● **Work instructions**
Return every line from the records below in which the word "patterns" is found.

Collected data
———

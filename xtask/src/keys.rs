//! `cargo xtask check-keys`: compare relay keys declared in Rust with the
//! keys the web UI asks for.
//!
//! A relay is found by its key at runtime, so a typo on either side only
//! shows up as a console error in the page. This check catches it at build
//! time instead.

use std::collections::BTreeMap;
use std::fs;
use std::path::{Path, PathBuf};

use serde::Deserialize;

use crate::util::walk_files;

/// Relay kinds, named the way the page names them.
#[derive(Debug, Clone, Copy, PartialEq, Eq, PartialOrd, Ord)]
pub enum Kind {
    Slider,
    Toggle,
    ComboBox,
}

impl Kind {
    fn as_str(self) -> &'static str {
        match self {
            Kind::Slider => "slider",
            Kind::Toggle => "toggle",
            Kind::ComboBox => "comboBox",
        }
    }
}

const RUST_DECLARATIONS: [(&str, Kind); 3] = [
    (".slider(", Kind::Slider),
    (".toggle(", Kind::Toggle),
    (".combo_box(", Kind::ComboBox),
];

const WEB_ACCESSORS: [(&str, Kind); 3] = [
    ("getSliderState(", Kind::Slider),
    ("getToggleState(", Kind::Toggle),
    ("getComboBoxState(", Kind::ComboBox),
];

const WEB_EXTENSIONS: [&str; 8] = ["js", "mjs", "jsx", "ts", "tsx", "html", "vue", "svelte"];

const SKIPPED_DIRS: [&str; 4] = ["node_modules", "dist", "target", ".git"];

/// Key -> kind, in key order.
pub type KeyMap = BTreeMap<String, Kind>;

/// Extract `call("key")` occurrences for each pattern. Only string literal
/// arguments count.
pub fn scan(source: &str, patterns: &[(&str, Kind)]) -> Vec<(String, Kind)> {
    let mut found = Vec::new();
    for (pattern, kind) in patterns {
        let mut rest = source;
        while let Some(pos) = rest.find(pattern) {
            rest = &rest[pos + pattern.len()..];
            let args = rest.trim_start();
            let Some(quote) = args.chars().next().filter(|c| matches!(c, '"' | '\'' | '`')) else {
                continue;
            };
            let literal = &args[1..];
            if let Some(end) = literal.find(quote) {
                found.push((literal[..end].to_string(), *kind));
            }
        }
    }
    found
}

#[derive(Debug, Default, Deserialize)]
struct Manifest {
    package: Option<Package>,
}

#[derive(Debug, Default, Deserialize)]
struct Package {
    name: Option<String>,
    metadata: Option<Metadata>,
}

#[derive(Debug, Default, Deserialize)]
struct Metadata {
    webrelay: Option<WebRelayMetadata>,
}

/// `[package.metadata.webrelay]`
#[derive(Debug, Default, Deserialize)]
struct WebRelayMetadata {
    web_dir: Option<PathBuf>,
}

/// Locations to scan for a plugin crate.
#[derive(Debug)]
pub struct CrateLayout {
    pub name: String,
    pub rust_dir: PathBuf,
    pub web_dir: PathBuf,
}

impl CrateLayout {
    /// Read the crate's manifest. The web directory defaults to `web/`.
    pub fn read(crate_dir: &Path) -> Result<Self, String> {
        let manifest_path = crate_dir.join("Cargo.toml");
        let text = fs::read_to_string(&manifest_path)
            .map_err(|e| format!("Failed to read {}: {}", manifest_path.display(), e))?;
        let manifest: Manifest =
            toml::from_str(&text).map_err(|e| format!("Failed to parse {}: {}", manifest_path.display(), e))?;

        let package = manifest.package.unwrap_or_default();
        let web_dir = package
            .metadata
            .and_then(|m| m.webrelay)
            .and_then(|w| w.web_dir)
            .unwrap_or_else(|| PathBuf::from("web"));
        Ok(Self {
            name: package.name.unwrap_or_else(|| crate_dir.display().to_string()),
            rust_dir: crate_dir.join("src"),
            web_dir: crate_dir.join(web_dir),
        })
    }
}

/// Differences between declared relays and web accessors.
#[derive(Debug, Default, PartialEq)]
pub struct KeyReport {
    /// Keys the page asks for that Rust never declares.
    pub undeclared: Vec<(String, Kind)>,
    /// Keys declared in Rust that the page never asks for.
    pub unused: Vec<(String, Kind)>,
    /// Keys used with a different kind on each side: (key, rust, web).
    pub kind_mismatches: Vec<(String, Kind, Kind)>,
}

impl KeyReport {
    pub fn compare(rust: &KeyMap, web: &KeyMap) -> Self {
        let mut report = Self::default();
        for (key, &web_kind) in web {
            match rust.get(key) {
                None => report.undeclared.push((key.clone(), web_kind)),
                Some(&rust_kind) if rust_kind != web_kind => {
                    report.kind_mismatches.push((key.clone(), rust_kind, web_kind));
                }
                Some(_) => {}
            }
        }
        for (key, &kind) in rust {
            if !web.contains_key(key) {
                report.unused.push((key.clone(), kind));
            }
        }
        report
    }

    /// No undeclared keys and no kind mismatches. Unused relays are allowed.
    pub fn is_clean(&self) -> bool {
        self.undeclared.is_empty() && self.kind_mismatches.is_empty()
    }
}

fn collect(files: &[PathBuf], patterns: &[(&str, Kind)], into: &mut KeyMap) -> Result<(), String> {
    for file in files {
        let text = fs::read_to_string(file).map_err(|e| format!("Failed to read {}: {}", file.display(), e))?;
        for (key, kind) in scan(&text, patterns) {
            if let Some(previous) = into.insert(key.clone(), kind) {
                if previous != kind {
                    crate::util::print_warning(&format!(
                        "{key:?} is used as both {} and {} in {}",
                        previous.as_str(),
                        kind.as_str(),
                        file.display()
                    ));
                }
            }
        }
    }
    Ok(())
}

/// Scan a plugin crate and compare its relay keys.
pub fn check_crate(crate_dir: &Path) -> Result<KeyReport, String> {
    let layout = CrateLayout::read(crate_dir)?;

    let rust_files: Vec<PathBuf> = walk_files(&layout.rust_dir, &SKIPPED_DIRS)?
        .into_iter()
        .filter(|p| p.extension().is_some_and(|e| e == "rs"))
        .collect();
    let web_files: Vec<PathBuf> = if layout.web_dir.is_dir() {
        walk_files(&layout.web_dir, &SKIPPED_DIRS)?
            .into_iter()
            .filter(|p| {
                p.extension()
                    .and_then(|e| e.to_str())
                    .is_some_and(|e| WEB_EXTENSIONS.contains(&e))
            })
            .collect()
    } else {
        return Err(format!("No web directory at {}", layout.web_dir.display()));
    };

    let mut rust = KeyMap::new();
    collect(&rust_files, &RUST_DECLARATIONS, &mut rust)?;
    let mut web = KeyMap::new();
    collect(&web_files, &WEB_ACCESSORS, &mut web)?;

    crate::status!(
        "{}: {} relays declared, {} keys used by the page",
        layout.name,
        rust.len(),
        web.len()
    );
    Ok(KeyReport::compare(&rust, &web))
}

/// Run `cargo xtask check-keys` and print the report.
pub fn run(crate_dir: &Path) -> Result<(), String> {
    let report = check_crate(crate_dir)?;
    for (key, kind) in &report.unused {
        crate::util::print_warning(&format!("{} relay {key:?} is never used by the page", kind.as_str()));
    }
    for (key, kind) in &report.undeclared {
        crate::util::print_error(&format!("page asks for {} {key:?} but no relay declares it", kind.as_str()));
    }
    for (key, rust, web) in &report.kind_mismatches {
        crate::util::print_error(&format!(
            "{key:?} is declared as a {} but the page uses it as a {}",
            rust.as_str(),
            web.as_str()
        ));
    }
    if report.is_clean() {
        crate::status!("All relay keys match.");
        Ok(())
    } else {
        Err(format!(
            "{} undeclared keys, {} kind mismatches",
            report.undeclared.len(),
            report.kind_mismatches.len()
        ))
    }
}

#[cfg(test)]
mod tests {
    use super::*;

    #[test]
    fn scans_rust_declarations() {
        let source = r#"
            RelaySet::new()
                .slider("gain")?
                .toggle( "bypass" )?
                .combo_box("mode")
        "#;
        assert_eq!(
            scan(source, &RUST_DECLARATIONS),
            [
                ("gain".to_string(), Kind::Slider),
                ("bypass".to_string(), Kind::Toggle),
                ("mode".to_string(), Kind::ComboBox),
            ]
        );
    }

    #[test]
    fn scans_web_accessors_with_any_quote() {
        let source = "relay.getSliderState('gain'); getToggleState(`bypass`); getComboBoxState(key);";
        assert_eq!(
            scan(source, &WEB_ACCESSORS),
            [("gain".to_string(), Kind::Slider), ("bypass".to_string(), Kind::Toggle)]
        );
    }

    fn map(entries: &[(&str, Kind)]) -> KeyMap {
        entries.iter().map(|(k, kind)| (k.to_string(), *kind)).collect()
    }

    #[test]
    fn compare_reports_typos_and_kinds() {
        let rust = map(&[("gain", Kind::Slider), ("bypass", Kind::Toggle), ("tone", Kind::Slider)]);
        let web = map(&[("gian", Kind::Slider), ("bypass", Kind::Slider), ("tone", Kind::Slider)]);
        let report = KeyReport::compare(&rust, &web);

        assert_eq!(report.undeclared, [("gian".to_string(), Kind::Slider)]);
        assert_eq!(report.unused, [("gain".to_string(), Kind::Slider)]);
        assert_eq!(
            report.kind_mismatches,
            [("bypass".to_string(), Kind::Toggle, Kind::Slider)]
        );
        assert!(!report.is_clean());
    }

    #[test]
    fn checks_a_crate_on_disk() {
        let dir = tempfile::tempdir().unwrap();
        let root = dir.path();
        fs::create_dir_all(root.join("src")).unwrap();
        fs::create_dir_all(root.join("ui/node_modules/lib")).unwrap();
        fs::write(
            root.join("Cargo.toml"),
            "[package]\nname = \"fuzz\"\n\n[package.metadata.webrelay]\nweb_dir = \"ui\"\n",
        )
        .unwrap();
        fs::write(root.join("src/lib.rs"), r#"RelaySet::new().slider("drive")"#).unwrap();
        fs::write(root.join("ui/app.ts"), r#"getSliderState("drive")"#).unwrap();
        fs::write(root.join("ui/node_modules/lib/x.js"), r#"getSliderState("other")"#).unwrap();

        let report = check_crate(root).unwrap();
        assert!(report.is_clean(), "{report:?}");
        assert!(report.unused.is_empty());
    }

    #[test]
    fn demo_plugin_keys_match() {
        let demo = crate::util::workspace_root().join("demos").join("gain");
        let report = check_crate(&demo).unwrap();
        assert_eq!(report, KeyReport::default());
    }
}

———

● **Reply to the task**
pub fn scan(source: &str, patterns: &[(&str, Kind)]) -> Vec<(String, Kind)> {
    for (pattern, kind) in patterns {
fn collect(files: &[PathBuf], patterns: &[(&str, Kind)], into: &mut KeyMap) -> Result<(), String> {
        for (key, kind) in scan(&text, patterns) {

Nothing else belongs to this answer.